According to Hugh Nibley, for some it might be perplexing that the reference in Ether 2:23 to "windows . . . [that] will be dashed in pieces seems to refer to glass windows, since no other kind would be waterproof and still be windows, and the windows would have to be brittle enough in order to be dashed "in pieces." Moreover, Moroni, in actually referring to "transparent glass" in Ether 3:1, is probably following the words of Ether.
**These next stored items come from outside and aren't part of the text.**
use sea_orm::{Database, DatabaseConnection};

use crate::config::Config;
use crate::error::{AppError, AppResult};

pub async fn connect(config: &Config) -> AppResult<DatabaseConnection> {
    Database::connect(&config.database_url)
        .await
        .map_err(|e| AppError::Internal(format!("Failed to connect to database: {}", e)))
}
use chrono::{Duration, Utc};
use jsonwebtoken::{decode, encode, DecodingKey, EncodingKey, Header, Validation};
use serde::{Deserialize, Serialize};
use uuid::Uuid;

use crate::entities::user::UserRole;
use crate::error::{AppError, AppResult};

#[derive(Debug, Serialize, Deserialize, Clone)]
pub struct Claims {
    pub sub: Uuid,       // user id
    pub email: String,
    pub role: UserRole,
    pub exp: i64,        // expiration timestamp
    pub iat: i64,        // issued at timestamp
}

pub fn create_token(
    user_id: Uuid,
    email: &str,
    role: UserRole,
    secret: &str,
    expiration_hours: i64,
) -> AppResult<String> {
    let now = Utc::now();
    let exp = now + Duration::hours(expiration_hours);

    let claims = Claims {
        sub: user_id,
        email: email.to_string(),
        role,
        exp: exp.timestamp(),
        iat: now.timestamp(),
    };

    encode(
        &Header::default(),
        &claims,
        &EncodingKey::from_secret(secret.as_bytes()),
    )
    .map_err(|e| AppError::Internal(format!("Failed to create token: {}", e)))
}

pub fn verify_token(token: &str, secret: &str) -> AppResult<Claims> {
    decode::<Claims>(
        token,
        &DecodingKey::from_secret(secret.as_bytes()),
        &Validation::default(),
    )
    .map(|data| data.claims)
    .map_err(|e| AppError::Unauthorized(format!("Invalid token: {}", e)))
}

#[cfg(test)]
mod tests {
    use super::*;

    #[test]
    fn token_round_trip_preserves_claims() {
        let user_id = Uuid::new_v4();
        let token =
            create_token(user_id, "agent@example.com", UserRole::Agent, "secret", 1).unwrap();

        let claims = verify_token(&token, "secret").unwrap();
        assert_eq!(claims.sub, user_id);
        assert_eq!(claims.email, "agent@example.com");
        assert_eq!(claims.role, UserRole::Agent);
    }

    #[test]
    fn token_with_wrong_secret_is_rejected() {
        let token =
            create_token(Uuid::new_v4(), "x@example.com", UserRole::Customer, "secret", 1).unwrap();
        assert!(verify_token(&token, "other-secret").is_err());
    }
}
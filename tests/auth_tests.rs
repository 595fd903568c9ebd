//! Tests for registration, email verification, login gating, password reset
//! and the role guards on the route tree.

mod common;

use axum::http::StatusCode;
use common::*;
use sea_orm::{ColumnTrait, EntityTrait, QueryFilter};

use car_rental_backend::entities::user::{self, UserRole};

#[tokio::test]
async fn registration_and_email_verification_flow() {
    let (app, db) = spawn_app().await;

    let response = request(
        &app,
        "POST",
        "/api/auth/register",
        None,
        Some(serde_json::json!({
            "full_name": "New Customer",
            "email": "new@example.com",
            "password": TEST_PASSWORD
        })),
    )
    .await;
    assert_eq!(response.status(), StatusCode::OK);

    // Unverified customers cannot log in yet.
    let response = request(
        &app,
        "POST",
        "/api/auth/login",
        None,
        Some(serde_json::json!({ "email": "new@example.com", "password": TEST_PASSWORD })),
    )
    .await;
    assert_eq!(response.status(), StatusCode::UNAUTHORIZED);

    let stored = user::Entity::find()
        .filter(user::Column::Email.eq("new@example.com"))
        .one(&db)
        .await
        .unwrap()
        .unwrap();
    let token = stored.email_verify_token.clone().expect("verify token set");

    let response = request(
        &app,
        "GET",
        &format!("/api/auth/verify-email?token={}", token),
        None,
        None,
    )
    .await;
    assert_eq!(response.status(), StatusCode::OK);

    let token = login(&app, "new@example.com").await;
    assert!(!token.is_empty());
}

#[tokio::test]
async fn duplicate_registration_is_rejected() {
    let (app, db) = spawn_app().await;
    insert_user(&db, UserRole::Customer, "taken@example.com").await;

    let response = request(
        &app,
        "POST",
        "/api/auth/register",
        None,
        Some(serde_json::json!({
            "full_name": "Copy Cat",
            "email": "taken@example.com",
            "password": TEST_PASSWORD
        })),
    )
    .await;

    assert_eq!(response.status(), StatusCode::BAD_REQUEST);
}

#[tokio::test]
async fn wrong_password_and_blocked_accounts_cannot_log_in() {
    let (app, db) = spawn_app().await;

    insert_user(&db, UserRole::Customer, "customer@example.com").await;
    let response = request(
        &app,
        "POST",
        "/api/auth/login",
        None,
        Some(serde_json::json!({ "email": "customer@example.com", "password": "wrong" })),
    )
    .await;
    assert_eq!(response.status(), StatusCode::UNAUTHORIZED);

    insert_user_with(&db, UserRole::Customer, "blocked@example.com", true, true).await;
    let response = request(
        &app,
        "POST",
        "/api/auth/login",
        None,
        Some(serde_json::json!({ "email": "blocked@example.com", "password": TEST_PASSWORD })),
    )
    .await;
    assert_eq!(response.status(), StatusCode::UNAUTHORIZED);
}

#[tokio::test]
async fn password_reset_flow_with_mailed_code() {
    let (app, db) = spawn_app().await;

    let id = insert_user(&db, UserRole::Customer, "forgetful@example.com").await;

    let response = request(
        &app,
        "POST",
        "/api/auth/request-password-reset",
        None,
        Some(serde_json::json!({ "email": "forgetful@example.com" })),
    )
    .await;
    assert_eq!(response.status(), StatusCode::OK);

    let code = user::Entity::find_by_id(id)
        .one(&db)
        .await
        .unwrap()
        .unwrap()
        .reset_token
        .expect("reset code set");

    // Wrong code is rejected.
    let response = request(
        &app,
        "POST",
        "/api/auth/confirm-password-reset",
        None,
        Some(serde_json::json!({
            "email": "forgetful@example.com",
            "code": "000000",
            "new_password": "brand-new-pw"
        })),
    )
    .await;
    assert_eq!(response.status(), StatusCode::BAD_REQUEST);

    let response = request(
        &app,
        "POST",
        "/api/auth/confirm-password-reset",
        None,
        Some(serde_json::json!({
            "email": "forgetful@example.com",
            "code": code,
            "new_password": "brand-new-pw"
        })),
    )
    .await;
    assert_eq!(response.status(), StatusCode::OK);

    let response = request(
        &app,
        "POST",
        "/api/auth/login",
        None,
        Some(serde_json::json!({
            "email": "forgetful@example.com",
            "password": "brand-new-pw"
        })),
    )
    .await;
    assert_eq!(response.status(), StatusCode::OK);
}

#[tokio::test]
async fn admin_accounts_are_excluded_from_password_reset() {
    let (app, db) = spawn_app().await;
    insert_user(&db, UserRole::Admin, "admin@example.com").await;

    let response = request(
        &app,
        "POST",
        "/api/auth/request-password-reset",
        None,
        Some(serde_json::json!({ "email": "admin@example.com" })),
    )
    .await;

    assert_eq!(response.status(), StatusCode::BAD_REQUEST);
}

#[tokio::test]
async fn role_guards_fence_off_foreign_route_trees() {
    let (app, db) = spawn_app().await;

    insert_user(&db, UserRole::Customer, "customer@example.com").await;
    let token = login(&app, "customer@example.com").await;

    let response = request(&app, "GET", "/api/agent/vehicles", Some(&token), None).await;
    assert_eq!(response.status(), StatusCode::FORBIDDEN);

    let response = request(&app, "GET", "/api/admin/stats", Some(&token), None).await;
    assert_eq!(response.status(), StatusCode::FORBIDDEN);

    // No token at all.
    let response = request(&app, "GET", "/api/admin/stats", None, None).await;
    assert!(response.status().is_client_error());
}

#[tokio::test]
async fn admin_can_create_agent_and_block_users() {
    let (app, db) = spawn_app().await;

    insert_user(&db, UserRole::Admin, "admin@example.com").await;
    let customer = insert_user(&db, UserRole::Customer, "customer@example.com").await;
    let token = login(&app, "admin@example.com").await;

    let response = request(
        &app,
        "POST",
        "/api/admin/agents",
        Some(&token),
        Some(serde_json::json!({
            "full_name": "Fresh Agent",
            "email": "fresh@example.com"
        })),
    )
    .await;
    assert_eq!(response.status(), StatusCode::CREATED);

    let agent = user::Entity::find()
        .filter(user::Column::Email.eq("fresh@example.com"))
        .one(&db)
        .await
        .unwrap()
        .unwrap();
    assert_eq!(agent.role, UserRole::Agent);
    assert!(agent.must_change_password);

    let response = request(
        &app,
        "PATCH",
        &format!("/api/admin/users/{}/block", customer),
        Some(&token),
        Some(serde_json::json!({ "blocked": true })),
    )
    .await;
    assert_eq!(response.status(), StatusCode::OK);

    // Blocked users cannot log in anymore.
    let response = request(
        &app,
        "POST",
        "/api/auth/login",
        None,
        Some(serde_json::json!({
            "email": "customer@example.com",
            "password": TEST_PASSWORD
        })),
    )
    .await;
    assert_eq!(response.status(), StatusCode::UNAUTHORIZED);
}

#[tokio::test]
async fn deleting_a_user_keeps_their_vehicles() {
    let (app, db) = spawn_app().await;

    use car_rental_backend::entities::vehicle;

    insert_user(&db, UserRole::Admin, "admin@example.com").await;
    let agent = insert_user(&db, UserRole::Agent, "leaving@example.com").await;
    let vehicle_id = insert_vehicle(&db, agent, "Orphan Car").await;

    let token = login(&app, "admin@example.com").await;
    let response = request(
        &app,
        "DELETE",
        &format!("/api/admin/users/{}", agent),
        Some(&token),
        None,
    )
    .await;
    assert_eq!(response.status(), StatusCode::OK);

    assert!(user::Entity::find_by_id(agent).one(&db).await.unwrap().is_none());
    assert!(vehicle::Entity::find_by_id(vehicle_id)
        .one(&db)
        .await
        .unwrap()
        .is_some());
}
This would make the invention of glass far older than anyone dreamed it was until the recent finding of such objects as Egyptian glass beads from "the end of the third millennium B.C." Nevertheless, "very little . . is known," writes Newberry, "about the early history of glass," though that history "can indeed be traced back to prehistoric times, for glass beads have been found in prehistoric graves." We need not be surprised if the occurrences of glass objects before the sixteenth century B.C. "are few and far between," for glass rots, like wood, and it is a wonder that any of it at all survives from remote antiquity. . . . The finding of the oldest glass and ironwork in Egypt is not a tribute to the superior civilization of the Egyptians at all, but rather to the superior preservative qualities of their dry sands. [Hugh Nibley, The World of the Jaredites, pp. 216-217]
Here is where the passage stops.